International law needs to be more stringent for states to offer reparation for victims of atrocity crimes, such as war crimes. At present, demands differ from those put on states to prosecute perpetrators. This according to a new dissertation by Fanny Holm at Umeå University, in which she also suggests measures to increase state's responsibilities.
"When atrocity crimes have taken place, there is need for comprehensive legal measures that also concern other states than those where the crimes have been committed," says Fanny Holm.
Genocide, war crimes and crimes against humanity are atrocity crimes that have taken place in locations such as for instance Auschwitz, Srebrenica, Darfur and Syria. A common consequence of atrocity crimes is that both perpetrator and victim leave the state where the injustice took place, which makes it difficult for the legal system of the state in question to try the crimes.
Currently, states, international organisations and researchers alike show a desire to prevent new atrocities from taking place, and to find ways to legally deal with the injustices. It has led to a series of initiatives such as international agreements and the establishment of specialised courts and tribunals. The purpose is both to prosecute the perpetrators and to offer remedy and reparation to victims. Reparation can involve financial compensation, but also other forms of support and help.
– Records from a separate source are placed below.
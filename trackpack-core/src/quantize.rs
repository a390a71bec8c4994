//! Genomic coordinates to row cells.

use crate::error::{LayoutError, Result};
use crate::types::*;
use serde::{Deserialize, Serialize};

/// Half-open range of cells `[start, end)` within one row.
///
/// Always at least one cell wide and never past the end of the row.
#[derive(Debug, Clone, Copy, PartialEq, Eq, Hash, Serialize, Deserialize)]
pub struct CellRange {
    pub start: u32,
    pub end: u32,
}

impl CellRange {
    pub fn width(&self) -> u32 {
        self.end - self.start
    }

    pub fn intersects(&self, other: &CellRange) -> bool {
        self.start < other.end && other.start < self.end
    }
}

/// Maps genomic coordinates inside a window to row cells.
#[derive(Debug, Clone, Copy, PartialEq)]
pub struct Quantizer {
    window: Window,
    cells_per_row: u32,
    scale: f64,
    pixels_per_cell: f64,
    padding: u32,
}

impl Quantizer {
    pub fn new(window: Window, cells_per_row: u32) -> Result<Self> {
        if cells_per_row == 0 {
            return Err(LayoutError::ZeroCells);
        }
        Ok(Self {
            window,
            cells_per_row,
            scale: cells_per_row as f64 / window.width() as f64,
            pixels_per_cell: 1.0,
            padding: 0,
        })
    }

    /// Pixels covered by one cell, for label reservation
    pub fn with_pixels_per_cell(mut self, pixels_per_cell: f64) -> Self {
        if pixels_per_cell.is_finite() && pixels_per_cell > 0.0 {
            self.pixels_per_cell = pixels_per_cell;
        }
        self
    }

    pub fn with_padding(mut self, padding: u32) -> Self {
        self.padding = padding;
        self
    }

    pub fn window(&self) -> Window {
        self.window
    }

    pub fn cells_per_row(&self) -> u32 {
        self.cells_per_row
    }

    /// Cells needed by a label, rounded up
    pub fn label_cells(&self, label_pixels: u32) -> u32 {
        if label_pixels == 0 {
            return 0;
        }
        (label_pixels as f64 / self.pixels_per_cell).ceil() as u32
    }

    /// Clip a span to the window and convert it to cells.
    ///
    /// The start rounds down and the end rounds down plus one, so zero-length
    /// and inverted spans still take one cell. With `reserve_label` the range
    /// grows leftwards by the label width.
    pub fn cell_range(&self, span: Span, label_pixels: u32, reserve_label: bool) -> CellRange {
        let cells = self.cells_per_row as i64;
        let clipped_start = span.start.max(self.window.start());
        let clipped_end = span.end.min(self.window.end());

        let cell_start = self.to_cell(clipped_start).clamp(0, cells - 1);
        let mut cell_end = (self.to_cell(clipped_end) + 1).clamp(0, cells);
        if cell_end <= cell_start {
            cell_end = cell_start + 1;
        }
        cell_end = (cell_end + self.padding as i64).min(cells);

        let mut start = cell_start as u32;
        if reserve_label {
            start = start.saturating_sub(self.label_cells(label_pixels));
        }

        CellRange {
            start,
            end: cell_end as u32,
        }
    }

    /// Cell ranges for every piece of an item. The label attaches to the
    /// leftmost piece only.
    pub fn item_ranges<T: LayoutItem + ?Sized>(&self, item: &T, reserve_label: bool) -> Vec<CellRange> {
        let pieces = item.pieces();
        if pieces.is_empty() {
            let span = Span::new(item.start(), item.end());
            return vec![self.cell_range(span, item.label_pixels(), reserve_label)];
        }

        let first = pieces
            .iter()
            .enumerate()
            .min_by_key(|(_, p)| p.start)
            .map(|(i, _)| i)
            .unwrap_or(0);

        pieces
            .iter()
            .enumerate()
            .map(|(i, piece)| self.cell_range(*piece, item.label_pixels(), reserve_label && i == first))
            .collect()
    }

    fn to_cell(&self, pos: GenomicPos) -> i64 {
        let offset = pos as i128 - self.window.start() as i128;
        (offset as f64 * self.scale).floor() as i64
    }
}

#[cfg(test)]
mod tests {
    use super::*;

    fn quantizer() -> Quantizer {
        Quantizer::new(Window::new(0, 1000).unwrap(), 256).unwrap()
    }

    #[test]
    fn test_basic_range() {
        let q = quantizer();
        let range = q.cell_range(Span::new(0, 100), 0, false);
        assert_eq!(range, CellRange { start: 0, end: 26 });

        let range = q.cell_range(Span::new(400, 500), 0, false);
        assert_eq!(range, CellRange { start: 102, end: 129 });
    }

    #[test]
    fn test_clips_to_window() {
        let q = quantizer();
        let range = q.cell_range(Span::new(-500, 10_000), 0, false);
        assert_eq!(range, CellRange { start: 0, end: 256 });

        // entirely past the right edge still lands in the last cell
        let range = q.cell_range(Span::new(2000, 3000), 0, false);
        assert_eq!(range, CellRange { start: 255, end: 256 });
    }

    #[test]
    fn test_zero_length_takes_one_cell() {
        let q = quantizer();
        let range = q.cell_range(Span::new(500, 500), 0, false);
        assert_eq!(range.width(), 1);
        assert_eq!(range.start, 128);

        let range = q.cell_range(Span::new(1000, 1000), 0, false);
        assert_eq!(range, CellRange { start: 255, end: 256 });
    }

    #[test]
    fn test_inverted_span_is_normalized() {
        let q = quantizer();
        let range = q.cell_range(Span::new(600, 300), 0, false);
        assert!(range.width() >= 1);
        assert!(range.end <= 256);
    }

    #[test]
    fn test_label_reservation() {
        let q = quantizer();
        let range = q.cell_range(Span::new(400, 500), 30, true);
        assert_eq!(range.start, 102 - 30);

        // clamped at the left edge
        let range = q.cell_range(Span::new(10, 20), 30, true);
        assert_eq!(range.start, 0);

        // ignored when not reserving
        let range = q.cell_range(Span::new(400, 500), 30, false);
        assert_eq!(range.start, 102);
    }

    #[test]
    fn test_label_cells_follow_pixel_width() {
        let q = quantizer().with_pixels_per_cell(2.0);
        assert_eq!(q.label_cells(30), 15);
        assert_eq!(q.label_cells(31), 16);
        assert_eq!(q.label_cells(0), 0);
    }

    #[test]
    fn test_padding_extends_right() {
        let q = quantizer().with_padding(2);
        let range = q.cell_range(Span::new(0, 100), 0, false);
        assert_eq!(range.end, 28);

        let range = q.cell_range(Span::new(990, 1000), 0, false);
        assert_eq!(range.end, 256);
    }

    #[test]
    fn test_item_ranges_label_on_leftmost_piece() {
        let q = quantizer();
        let item = Item::new(7, 0, 0)
            .with_pieces(vec![Span::new(600, 700), Span::new(200, 300)])
            .with_label_pixels(10);
        let ranges = q.item_ranges(&item, true);
        assert_eq!(ranges.len(), 2);
        assert_eq!(ranges[0].start, 153);
        assert_eq!(ranges[1].start, 51 - 10);
    }

    #[test]
    fn test_extreme_window_does_not_overflow() {
        let q = Quantizer::new(Window::new(i64::MIN, i64::MAX).unwrap(), 256).unwrap();
        assert_eq!(q.cell_range(Span::new(i64::MIN, i64::MAX), 0, false), CellRange { start: 0, end: 256 });
        assert_eq!(q.cell_range(Span::new(0, 10), 0, false), CellRange { start: 128, end: 129 });
        assert_eq!(q.cell_range(Span::new(i64::MAX, i64::MIN), 0, false).width(), 1);
    }

    #[test]
    fn test_zero_cells_is_an_error() {
        let window = Window::new(0, 10).unwrap();
        assert_eq!(Quantizer::new(window, 0), Err(LayoutError::ZeroCells));
    }
}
In her dissertation, Fanny Holm studied documents of international law such as conventions and resolutions, national legislations and court practice to find out what opportunities and obligations single states have to prosecute perpetrators, and also what opportunities and obligations are available to render legal procedures possible where victims can demand reparations from the perpetrator. The study shows that there are several sources of international legislation that require prosecution of atrocity crimes committed abroad, at the same time as there are remarkably fewer sources concerning reparation for those victims.
"Concordance between the two shows serious flaws. It could boil down to the issue of reparation for victims being seen rather as a private concern or a concern between states, which renders individual processes impossible. It could also be seen as a matter for the victims of crime alone. And hence that it should be left to the individual states to choose how to implement the rules. Consequently, these views mean that not all victims are given the chance to demand reparations," says Fanny Holm.
In the dissertation, Fanny Holm suggests measures that can increase states' responsibilities and provide justice to victims of atrocity crimes. The most urgent matter is to reduce the breach between demands for prosecution and the procedures for reparations. The dissertation also exemplifies how existing international agreements could be interpreted and how new ones could be formulated to increase pressure on states to provide opportunities for reparation procedures for atrocity crimes that took place abroad, for instance by particular jurisdiction for atrocity crimes in international agreements concerning civil procedure.
Fanny Holm has previously worked at the Swedish Crime Victim Compensation and Support Authority. She has also worked at a law court and carried out an internship at the International Criminal Tribunal for the former Yugoslavia.